__About this task__. Your answer is a copy of every line in the records where "SoftwareRasterizer" appears.

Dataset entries
━━━━━━━━
//! Capture lifecycle: validation through download, with progress, callbacks
//! and automatic return to idle.

use std::sync::{Arc, Mutex};
use std::time::Duration;

use tokio::sync::watch;
use tokio::task::JoinHandle;
use tokio::time::{interval_at, Instant, MissedTickBehavior};

use crate::capture::download::{screenshot_filename, Downloader};
use crate::capture::encode::encode;
use crate::capture::prepare::prepare;
use crate::capture::state::{GenerationState, Status};
use crate::capture::validate::validate;
use crate::rendering::{RasterOptions, Rasterizer, SoftwareRasterizer};
use crate::{Blob, CaptureConfig, CaptureOptions, CaptureResult, CaptureTarget, Error, Result};

type OnGeneratingHandler = Arc<dyn Fn(bool) + Send + Sync>;
type OnSuccessHandler = Arc<dyn Fn(&Blob) + Send + Sync>;
type OnErrorHandler = Arc<dyn Fn(&Error) + Send + Sync>;

type StateSender = Arc<watch::Sender<GenerationState>>;

/// Drives one capture at a time and publishes its [`GenerationState`].
///
/// A trigger while the state is anything but idle fails with
/// [`Error::Busy`] and has no other effect. After success or failure the
/// state returns to idle on its own after the configured delay.
pub struct CaptureOrchestrator {
    config: CaptureConfig,
    raster_options: RasterOptions,
    rasterizer: Arc<dyn Rasterizer>,
    downloader: Arc<dyn Downloader>,
    state: StateSender,
    reset_task: Mutex<Option<JoinHandle<()>>>,
    on_generating: Option<OnGeneratingHandler>,
    on_success: Option<OnSuccessHandler>,
    on_error: Option<OnErrorHandler>,
}

impl CaptureOrchestrator {
    /// Orchestrator backed by the [`SoftwareRasterizer`].
    pub fn new(config: CaptureConfig, downloader: Arc<dyn Downloader>) -> Result<Self> {
        let rasterizer = Arc::new(SoftwareRasterizer::new()?);
        Self::with_rasterizer(config, rasterizer, downloader)
    }

    pub fn with_rasterizer(
        config: CaptureConfig,
        rasterizer: Arc<dyn Rasterizer>,
        downloader: Arc<dyn Downloader>,
    ) -> Result<Self> {
        config.validate()?;
        let raster_options = config.raster_options()?;
        let (tx, _rx) = watch::channel(GenerationState::idle());
        Ok(Self {
            config,
            raster_options,
            rasterizer,
            downloader,
            state: Arc::new(tx),
            reset_task: Mutex::new(None),
            on_generating: None,
            on_success: None,
            on_error: None,
        })
    }

    pub fn config(&self) -> &CaptureConfig {
        &self.config
    }

    /// Current state snapshot.
    pub fn state(&self) -> GenerationState {
        self.state.borrow().clone()
    }

    /// Receiver that sees every published state change.
    pub fn subscribe(&self) -> watch::Receiver<GenerationState> {
        self.state.subscribe()
    }

    pub fn on_generating<F>(&mut self, cb: F)
    where
        F: Fn(bool) + Send + Sync + 'static,
    {
        self.on_generating = Some(Arc::new(cb));
    }

    pub fn clear_on_generating(&mut self) {
        self.on_generating = None;
    }

    pub fn on_success<F>(&mut self, cb: F)
    where
        F: Fn(&Blob) + Send + Sync + 'static,
    {
        self.on_success = Some(Arc::new(cb));
    }

    pub fn clear_on_success(&mut self) {
        self.on_success = None;
    }

    pub fn on_error<F>(&mut self, cb: F)
    where
        F: Fn(&Error) + Send + Sync + 'static,
    {
        self.on_error = Some(Arc::new(cb));
    }

    pub fn clear_on_error(&mut self) {
        self.on_error = None;
    }

    /// Capture `target` and save it under a generated filename.
    pub async fn capture(&self, target: &CaptureTarget) -> Result<CaptureResult> {
        self.capture_inner(target, None, &self.config.options).await
    }

    /// Capture `target` and save it as `filename`.
    pub async fn capture_named(&self, target: &CaptureTarget, filename: &str) -> Result<CaptureResult> {
        self.capture_inner(target, Some(filename), &self.config.options).await
    }

    /// Capture `target` with `options` in place of the configured ones for
    /// this attempt only. Invalid options fail the attempt like any other
    /// error.
    pub async fn capture_with(&self, target: &CaptureTarget, options: &CaptureOptions) -> Result<CaptureResult> {
        self.capture_inner(target, None, options).await
    }

    async fn capture_inner(
        &self,
        target: &CaptureTarget,
        filename: Option<&str>,
        options: &CaptureOptions,
    ) -> Result<CaptureResult> {
        let claimed = self.state.send_if_modified(|s| {
            if s.status() == Status::Idle {
                *s = GenerationState::working(Status::Validating, 0);
                true
            } else {
                false
            }
        });
        if !claimed {
            log::debug!("capture ignored: attempt already in flight");
            return Err(Error::Busy);
        }
        self.cancel_reset();

        let mut attempt = Attempt {
            state: &self.state,
            settled: false,
        };
        let mut generating = false;
        let outcome = self.run(target, filename, options, &mut generating).await;
        attempt.settled = true;

        match outcome {
            Ok(result) => {
                log::info!(
                    "capture finished: {}x{} {} ({} bytes)",
                    result.width,
                    result.height,
                    result.blob.mime_type,
                    result.blob.len()
                );
                self.state.send_replace(GenerationState::success());
                if let Some(cb) = &self.on_success {
                    cb(&result.blob);
                }
                self.emit_generating(false);
                self.schedule_reset(self.config.success_reset_ms);
                Ok(result)
            }
            Err(err) => {
                let err = err.with_fallback_message();
                log::warn!("capture failed: {}", err);
                self.state.send_replace(GenerationState::error(err.to_string()));
                if let Some(cb) = &self.on_error {
                    cb(&err);
                }
                if generating {
                    self.emit_generating(false);
                }
                self.schedule_reset(self.config.error_reset_ms);
                Err(err)
            }
        }
    }

    async fn run(
        &self,
        target: &CaptureTarget,
        filename: Option<&str>,
        options: &CaptureOptions,
        generating: &mut bool,
    ) -> Result<CaptureResult> {
        options.validate()?;
        let raster_options = RasterOptions {
            scale: options.scale,
            width: options.width,
            height: options.height,
            ..self.raster_options.clone()
        };
        let node = {
            let doc = target
                .document
                .lock()
                .map_err(|_| Error::Other("document lock poisoned".into()))?;
            validate(&doc, target.node)?
        };

        self.state
            .send_replace(GenerationState::working(Status::Capturing, 0));
        *generating = true;
        self.emit_generating(true);

        let guard = prepare(&target.document, node)?;
        let ticker = ProgressTicker::start(
            Arc::clone(&self.state),
            self.config.progress_step,
            self.config.progress_cap,
            Duration::from_millis(self.config.progress_interval_ms),
        );

        if self.config.settle_delay_ms > 0 {
            tokio::time::sleep(Duration::from_millis(self.config.settle_delay_ms)).await;
        }

        let surface = self
            .rasterizer
            .rasterize(&target.document, node, &raster_options)
            .await?;

        self.advance_to(Status::Encoding);
        let result = encode(&surface, options.format, options.clamped_quality())?;
        drop(ticker);

        self.state
            .send_replace(GenerationState::working(Status::Downloading, 100));
        let name = match filename {
            Some(name) => name.to_string(),
            None => screenshot_filename(self.config.subject.as_deref(), options.format),
        };
        if let Err(e) = self.downloader.download(&result.blob, &name).await {
            return Err(Error::Download {
                message: e.to_string(),
                result: Box::new(result),
            });
        }

        // restore before the attempt settles
        drop(guard);
        Ok(result)
    }

    /// Move to `status` keeping the current progress.
    fn advance_to(&self, status: Status) {
        self.state.send_modify(|s| {
            *s = GenerationState::working(status, s.progress());
        });
    }

    fn emit_generating(&self, generating: bool) {
        if let Some(cb) = &self.on_generating {
            cb(generating);
        }
    }

    fn schedule_reset(&self, delay_ms: u64) {
        if delay_ms == 0 {
            reset_if_settled(&self.state);
            return;
        }
        let state = Arc::clone(&self.state);
        let handle = tokio::spawn(async move {
            tokio::time::sleep(Duration::from_millis(delay_ms)).await;
            reset_if_settled(&state);
        });
        if let Ok(mut slot) = self.reset_task.lock() {
            if let Some(previous) = slot.replace(handle) {
                previous.abort();
            }
        }
    }

    fn cancel_reset(&self) {
        if let Ok(mut slot) = self.reset_task.lock() {
            if let Some(handle) = slot.take() {
                handle.abort();
            }
        }
    }
}

impl Drop for CaptureOrchestrator {
    fn drop(&mut self) {
        self.cancel_reset();
    }
}

fn reset_if_settled(state: &watch::Sender<GenerationState>) {
    state.send_if_modified(|s| {
        if matches!(s.status(), Status::Success | Status::Error) {
            *s = GenerationState::idle();
            true
        } else {
            false
        }
    });
}

/// Returns the state to idle if the capture future is dropped mid-flight.
struct Attempt<'a> {
    state: &'a watch::Sender<GenerationState>,
    settled: bool,
}

impl Drop for Attempt<'_> {
    fn drop(&mut self) {
        if !self.settled {
            log::debug!("capture cancelled before settling");
            self.state.send_replace(GenerationState::idle());
        }
    }
}

/// Cosmetic progress while the rasterizer runs; stops when dropped.
struct ProgressTicker {
    handle: JoinHandle<()>,
}

impl ProgressTicker {
    fn start(state: StateSender, step: u8, cap: u8, period: Duration) -> Self {
        let handle = tokio::spawn(async move {
            let mut ticks = interval_at(Instant::now() + period, period);
            ticks.set_missed_tick_behavior(MissedTickBehavior::Delay);
            loop {
                ticks.tick().await;
                state.send_if_modified(|s| {
                    if !matches!(s.status(), Status::Capturing | Status::Encoding) {
                        return false;
                    }
                    let next = s.advanced(step, cap);
                    let changed = next != *s;
                    *s = next;
                    changed
                });
            }
        });
        Self { handle }
    }
}

impl Drop for ProgressTicker {
    fn drop(&mut self) {
        self.handle.abort();
    }
}
//! End-to-end capture through the software rasterizer.

use std::sync::{Arc, Mutex};

use dmshot::capture::{CaptureOrchestrator, DirectoryDownloader, MemoryDownloader, Status};
use dmshot::platform::{get_config, PlatformId, Theme};
use dmshot::preview::{render_preview, ChatData, Message, Sender, PREVIEW_ID};
use dmshot::rendering::{Rasterizer, SoftwareRasterizer};
use dmshot::{CaptureConfig, CaptureOptions, CaptureTarget, Document, Error, ImageFormat};
use regex::Regex;

const FRAME: &str = r#"<html><head><style>
#frame { width: 375px; height: 600px; background-color: #fafafa }
p { font-size: 14px; color: #262626 }
</style></head><body>
<div id="frame"><p>first line of the conversation</p><p>second line</p></div>
</body></html>"#;

fn config(format: ImageFormat, quality: f32) -> CaptureConfig {
    CaptureConfig {
        options: CaptureOptions {
            format,
            quality,
            ..Default::default()
        },
        settle_delay_ms: 0,
        success_reset_ms: 0,
        error_reset_ms: 0,
        ..Default::default()
    }
}

fn frame_target() -> CaptureTarget {
    CaptureTarget::by_id(Document::parse(FRAME).into_shared(), "frame").unwrap()
}

#[tokio::test]
async fn scaled_png_of_fixed_frame() {
    let downloads = Arc::new(MemoryDownloader::new());
    let orch = CaptureOrchestrator::new(config(ImageFormat::Png, 1.0), downloads.clone()).unwrap();

    let result = orch.capture(&frame_target()).await.unwrap();
    assert_eq!((result.width, result.height), (750, 1200));
    assert_eq!(result.blob.mime_type, "image/png");
    assert!(result.data_url.starts_with("data:image/png;base64,"));

    let decoded = image::load_from_memory(&result.blob.bytes).unwrap();
    assert_eq!((decoded.width(), decoded.height()), (750, 1200));
    assert_eq!(downloads.files().len(), 1);
}

#[tokio::test]
async fn jpeg_quality_shrinks_output() {
    let high = CaptureOrchestrator::new(config(ImageFormat::Jpeg, 1.0), Arc::new(MemoryDownloader::new()))
        .unwrap()
        .capture(&frame_target())
        .await
        .unwrap();
    let low = CaptureOrchestrator::new(config(ImageFormat::Jpeg, 0.5), Arc::new(MemoryDownloader::new()))
        .unwrap()
        .capture(&frame_target())
        .await
        .unwrap();
    assert_eq!(low.blob.mime_type, "image/jpeg");
    assert_eq!((low.width, low.height), (high.width, high.height));
    assert!(low.blob.len() < high.blob.len(), "{} >= {}", low.blob.len(), high.blob.len());
}

#[tokio::test]
async fn repeated_captures_are_identical() {
    let target = frame_target();
    let node = target.node.unwrap();
    let rasterizer = SoftwareRasterizer::new().unwrap();
    let options = config(ImageFormat::Png, 1.0).raster_options().unwrap();

    let a = rasterizer.rasterize(&target.document, node, &options).await.unwrap();
    let b = rasterizer.rasterize(&target.document, node, &options).await.unwrap();
    assert_eq!((a.width(), a.height()), (b.width(), b.height()));
    assert_eq!(a.digest(), b.digest());

    let orch = CaptureOrchestrator::new(config(ImageFormat::Png, 1.0), Arc::new(MemoryDownloader::new())).unwrap();
    let first = orch.capture(&target).await.unwrap();
    let second = orch.capture(&target).await.unwrap();
    assert_eq!(first.blob, second.blob);
}

#[tokio::test]
async fn detached_target_never_rasterizes() {
    let target = frame_target();
    let node = target.node.unwrap();
    target.document.lock().unwrap().detach(node);

    let mut orch = CaptureOrchestrator::new(config(ImageFormat::Png, 1.0), Arc::new(MemoryDownloader::new())).unwrap();
    let generating = Arc::new(Mutex::new(Vec::new()));
    let g = generating.clone();
    orch.on_generating(move |v| g.lock().unwrap().push(v));

    let err = orch.capture(&target).await.unwrap_err();
    assert!(matches!(err, Error::Validation(_)));
    assert_eq!(err.to_string(), "Element is not in the DOM");
    assert!(generating.lock().unwrap().is_empty());
    // zero error delay: already back to idle
    assert_eq!(orch.state().status(), Status::Idle);
}

#[tokio::test]
async fn readonly_style_fails_preparation() {
    let target = frame_target();
    let node = target.node.unwrap();
    target.document.lock().unwrap().get_mut(node).unwrap().style.set_readonly(true);

    let mut orch = CaptureOrchestrator::new(config(ImageFormat::Png, 1.0), Arc::new(MemoryDownloader::new())).unwrap();
    let generating = Arc::new(Mutex::new(Vec::new()));
    let g = generating.clone();
    orch.on_generating(move |v| g.lock().unwrap().push(v));

    let err = orch.capture(&target).await.unwrap_err();
    assert_eq!(err.to_string(), "Failed to prepare element: inline style is read-only");
    assert_eq!(*generating.lock().unwrap(), vec![true, false]);
    assert!(target.document.lock().unwrap().get(node).unwrap().style.is_empty());
}

#[tokio::test]
async fn preview_to_file() -> anyhow::Result<()> {
    let mut chat = ChatData::new("Alex");
    chat.push_message(Message::new(Sender::Contact, "are we still on for tonight?", chrono::Utc::now()));
    chat.push_message(Message::new(Sender::User, "yes! 8pm", chrono::Utc::now()));
    let html = render_preview(&chat, &get_config(PlatformId::WhatsApp), Theme::Dark);

    let document = Document::parse(&html).into_shared();
    let target = CaptureTarget::by_id(document, PREVIEW_ID)?;

    let dir = tempfile::tempdir()?;
    let mut cfg = config(ImageFormat::Png, 1.0);
    cfg.subject = Some("whatsapp".into());
    let orch = CaptureOrchestrator::new(cfg, Arc::new(DirectoryDownloader::new(dir.path())))?;
    let result = orch.capture(&target).await?;
    assert_eq!(result.width, 750);

    let mut names = Vec::new();
    for entry in std::fs::read_dir(dir.path())? {
        names.push(entry?.file_name().to_string_lossy().into_owned());
    }
    assert_eq!(names.len(), 1);
    let pattern = Regex::new(r"^whatsapp-dm-screenshot-\d{4}-\d{2}-\d{2}T\d{2}-\d{2}-\d{2}\.png$")?;
    assert!(pattern.is_match(&names[0]), "{}", names[0]);

    let saved = std::fs::read(dir.path().join(&names[0]))?;
    assert_eq!(saved, result.blob.bytes);

    // dark WhatsApp background is painted in the corner
    let decoded = image::load_from_memory(&saved)?.to_rgba8();
    assert_eq!(decoded.get_pixel(0, 0).0, [0x0B, 0x14, 0x1A, 255]);
    Ok(())
}

#[test]
fn generated_filenames_match_pattern() {
    let pattern = Regex::new(r"^[A-Za-z0-9_-]+-dm-screenshot-\d{4}-\d{2}-\d{2}T\d{2}-\d{2}-\d{2}\.(png|jpeg|webp)$").unwrap();
    for format in [ImageFormat::Png, ImageFormat::Jpeg, ImageFormat::Webp] {
        for subject in [None, Some("tinder"), Some("  ../../etc  "), Some("")] {
            let name = dmshot::capture::screenshot_filename(subject, format);
            assert!(pattern.is_match(&name), "{}", name);
        }
    }
}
━━━━━━━━
__Solution to this exercise__.
use crate::rendering::{RasterOptions, Rasterizer, SoftwareRasterizer};
    /// Orchestrator backed by the [`SoftwareRasterizer`].
        let rasterizer = Arc::new(SoftwareRasterizer::new()?);
use dmshot::rendering::{Rasterizer, SoftwareRasterizer};
    let rasterizer = SoftwareRasterizer::new().unwrap();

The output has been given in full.